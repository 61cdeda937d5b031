//! export_transactions

use std::fs::File;
use std::io::{BufRead, BufWriter, Write};
use std::path::PathBuf;

use super::transaction::read_filter;
use super::{Console, Context};
use crate::error::{FinanceError, FinanceResult};
use crate::export::export_transactions_csv;
use crate::models::User;
use crate::services::WalletService;

pub fn export_transactions<R: BufRead, W: Write>(
    ctx: &Context<'_>,
    console: &mut Console<R, W>,
    user: &mut User,
) -> FinanceResult<()> {
    console.println("--- Export transactions to CSV ---")?;
    let wallet = user.wallet();
    let filter = read_filter(ctx, console, wallet, "Exporting all transactions.")?;

    let default_file = &ctx.settings.default_export_file;
    let file_name = console.ask(&format!("Output file name (default: {}): ", default_file))?;
    let path = export_path(&file_name, default_file);

    let transactions = WalletService::new(ctx.storage).transactions(wallet, &filter);
    if transactions.is_empty() {
        return console.println("No transactions found matching the criteria. Export cancelled.");
    }

    let file = File::create(&path).map_err(|e| {
        FinanceError::Export(format!("Cannot create {}: {}", path.display(), e))
    })?;
    let mut writer = BufWriter::new(file);
    let count = export_transactions_csv(&mut writer, transactions.iter().copied())?;

    tracing::info!(
        owner = wallet.owner_login(),
        count,
        path = %path.display(),
        "exported transactions"
    );
    console.println(format!(
        "Exported {} transaction(s) to {}",
        count,
        path.display()
    ))
}

/// Typed name or the default, with `.csv` appended when missing
fn export_path(input: &str, default_file: &str) -> PathBuf {
    let name = match input.trim() {
        "" => default_file,
        typed => typed,
    };
    if name.ends_with(".csv") {
        PathBuf::from(name)
    } else {
        PathBuf::from(format!("{}.csv", name))
    }
}
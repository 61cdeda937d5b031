//! Budget display formatting

use tabled::settings::Style;
use tabled::{Table, Tabled};

use crate::models::CategoryBudget;

#[derive(Tabled)]
struct BudgetRow {
    #[tabled(rename = "Category")]
    category: String,
    #[tabled(rename = "Limit")]
    limit: String,
    #[tabled(rename = "Spent")]
    spent: String,
    #[tabled(rename = "Remaining")]
    remaining: String,
}

/// Format budgets with limit, spent and remaining columns
pub fn format_budget_table(budgets: &[CategoryBudget]) -> String {
    if budgets.is_empty() {
        return "No budgets set.".to_string();
    }

    let rows: Vec<_> = budgets
        .iter()
        .map(|b| BudgetRow {
            category: b.category().name().to_string(),
            limit: b.limit().to_string(),
            spent: b.spent().to_string(),
            remaining: b.remaining().to_string(),
        })
        .collect();

    Table::new(rows).with(Style::psql()).to_string()
}
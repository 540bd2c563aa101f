//! Platform message-verification configuration.
//!
//! Each platform declares how its inbound signed messages are verified:
//! with a raw RSA public key, a single JWK, or a JWK set URL. Updates are
//! partial: an omitted side of `(method, key)` inherits the previous value.

use std::str::FromStr;

use serde::{Deserialize, Serialize};

use crate::RegistryResult;
use crate::error::RegistryError;

/// Method used to verify messages signed by a platform.
#[derive(Debug, Clone, Copy, PartialEq, Eq, Hash, Serialize, Deserialize)]
pub enum AuthMethod {
    /// A raw RSA public key supplied by the platform.
    #[serde(rename = "RSA_KEY")]
    RsaKey,
    /// A single JWK supplied by the platform.
    #[serde(rename = "JWK_KEY")]
    JwkKey,
    /// A JWK set URL hosted by the platform.
    #[serde(rename = "JWK_SET")]
    JwkSet,
}

impl AuthMethod {
    /// Returns the wire representation of the method.
    #[must_use]
    pub fn as_str(&self) -> &'static str {
        match self {
            Self::RsaKey => "RSA_KEY",
            Self::JwkKey => "JWK_KEY",
            Self::JwkSet => "JWK_SET",
        }
    }
}

impl FromStr for AuthMethod {
    type Err = RegistryError;

    fn from_str(s: &str) -> Result<Self, Self::Err> {
        match s {
            "RSA_KEY" => Ok(Self::RsaKey),
            "JWK_KEY" => Ok(Self::JwkKey),
            "JWK_SET" => Ok(Self::JwkSet),
            other => Err(RegistryError::invalid_method(other)),
        }
    }
}

impl std::fmt::Display for AuthMethod {
    fn fmt(&self, f: &mut std::fmt::Formatter<'_>) -> std::fmt::Result {
        write!(f, "{}", self.as_str())
    }
}

/// A platform's verification configuration: the method plus its key material
/// (RSA public key PEM, JWK JSON, or JWK set URL depending on the method).
#[derive(Debug, Clone, PartialEq, Eq, Serialize, Deserialize)]
pub struct AuthConfig {
    /// The verification method.
    pub method: AuthMethod,
    /// Key material or key set address, per `method`.
    pub key: String,
}

impl AuthConfig {
    /// Creates a new configuration.
    #[must_use]
    pub fn new(method: AuthMethod, key: impl Into<String>) -> Self {
        Self {
            method,
            key: key.into(),
        }
    }

    /// Merges a partial update into this configuration.
    ///
    /// An omitted argument inherits the current value for that field, so
    /// `merge(None, None)` returns the configuration unchanged.
    #[must_use]
    pub fn merge(&self, method: Option<AuthMethod>, key: Option<String>) -> Self {
        Self {
            method: method.unwrap_or(self.method),
            key: key.unwrap_or_else(|| self.key.clone()),
        }
    }

    /// Parses an `(optional method string, optional key)` pair as received
    /// from an external caller and merges it into this configuration.
    ///
    /// # Errors
    ///
    /// Fails with [`RegistryError::InvalidMethod`] when the method string is
    /// not one of `RSA_KEY`, `JWK_KEY`, `JWK_SET`; the current configuration
    /// is left untouched.
    pub fn merge_str(&self, method: Option<&str>, key: Option<String>) -> RegistryResult<Self> {
        let method = method.map(AuthMethod::from_str).transpose()?;
        Ok(self.merge(method, key))
    }
}
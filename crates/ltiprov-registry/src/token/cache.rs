//! The access token cache.
//!
//! Entries are persisted in an encrypted collection so that every handle
//! to a platform, in this process or another, converges on the same cached
//! token. Within a process, concurrent refreshes of one key are collapsed
//! into a single upstream acquisition (single-flight); duplicate grants
//! against a remote authority are a functional defect, not merely wasted
//! work.

use std::collections::HashMap;
use std::sync::{Arc, Mutex, MutexGuard, PoisonError};

use serde::{Deserialize, Serialize};
use serde_json::{Value, json};
use time::OffsetDateTime;
use tokio::sync::oneshot;
use tracing::{debug, warn};

use ltiprov_storage::{EncryptionKey, Storage};

use crate::RegistryResult;
use crate::error::RegistryError;
use crate::keys::CredentialStore;
use crate::token::{AccessToken, TokenAcquirer, TokenRequest};
use crate::types::PlatformRecord;

pub(crate) const ACCESS_TOKEN_COLLECTION: &str = "access_token";

/// Cache key for one token: platform natural key plus the scope string.
///
/// Scopes compare by exact string equality. Two differently ordered scope
/// strings are distinct keys and will hold distinct tokens; callers that
/// want reuse must request a stable scope string.
#[derive(Debug, Clone, PartialEq, Eq, Hash)]
pub struct TokenKey {
    /// Platform URL.
    pub platform_url: String,
    /// Client id.
    pub client_id: String,
    /// Space-delimited scope string, compared verbatim.
    pub scopes: String,
}

impl TokenKey {
    fn filter(&self) -> Value {
        json!({
            "platformUrl": self.platform_url,
            "clientId": self.client_id,
            "scopes": self.scopes,
        })
    }
}

/// The persisted cache entry.
#[derive(Debug, Clone, Serialize, Deserialize)]
#[serde(rename_all = "camelCase")]
struct TokenEntry {
    platform_url: String,
    client_id: String,
    scopes: String,
    token: AccessToken,
    /// Unix milliseconds at acquisition.
    created_at: i64,
}

impl TokenEntry {
    /// Valid iff `(now - created_at)/1000 < expires_in`.
    fn is_fresh(&self, now_ms: i64) -> bool {
        (now_ms - self.created_at) / 1000 < self.token.expires_in
    }
}

type FlightResult = RegistryResult<AccessToken>;

/// Pending waiters for an in-flight acquisition of one key.
#[derive(Default)]
struct FlightGroup {
    waiters: Vec<oneshot::Sender<FlightResult>>,
}

fn now_ms() -> i64 {
    (OffsetDateTime::now_utc().unix_timestamp_nanos() / 1_000_000) as i64
}

/// Per-(platform, scopes) access token cache with single-flight refresh.
pub struct TokenCache {
    storage: Arc<dyn Storage>,
    encryption_key: EncryptionKey,
    credentials: CredentialStore,
    acquirer: Arc<dyn TokenAcquirer>,
    /// In-flight acquisitions by key. Guarded by a std mutex held only for
    /// map mutation, never across an await.
    in_flight: Mutex<HashMap<TokenKey, FlightGroup>>,
}

/// Removes the flight entry if the leader never completed, releasing any
/// waiters with a cancellation error (their senders are dropped).
struct FlightGuard<'a> {
    cache: &'a TokenCache,
    key: &'a TokenKey,
    armed: bool,
}

impl Drop for FlightGuard<'_> {
    fn drop(&mut self) {
        if self.armed {
            self.cache.flights().remove(self.key);
        }
    }
}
===============
All lines in the records with the string "TokenCache" should be copied out.

ANSWER BELOW>
pub struct TokenCache {
    cache: &'a TokenCache,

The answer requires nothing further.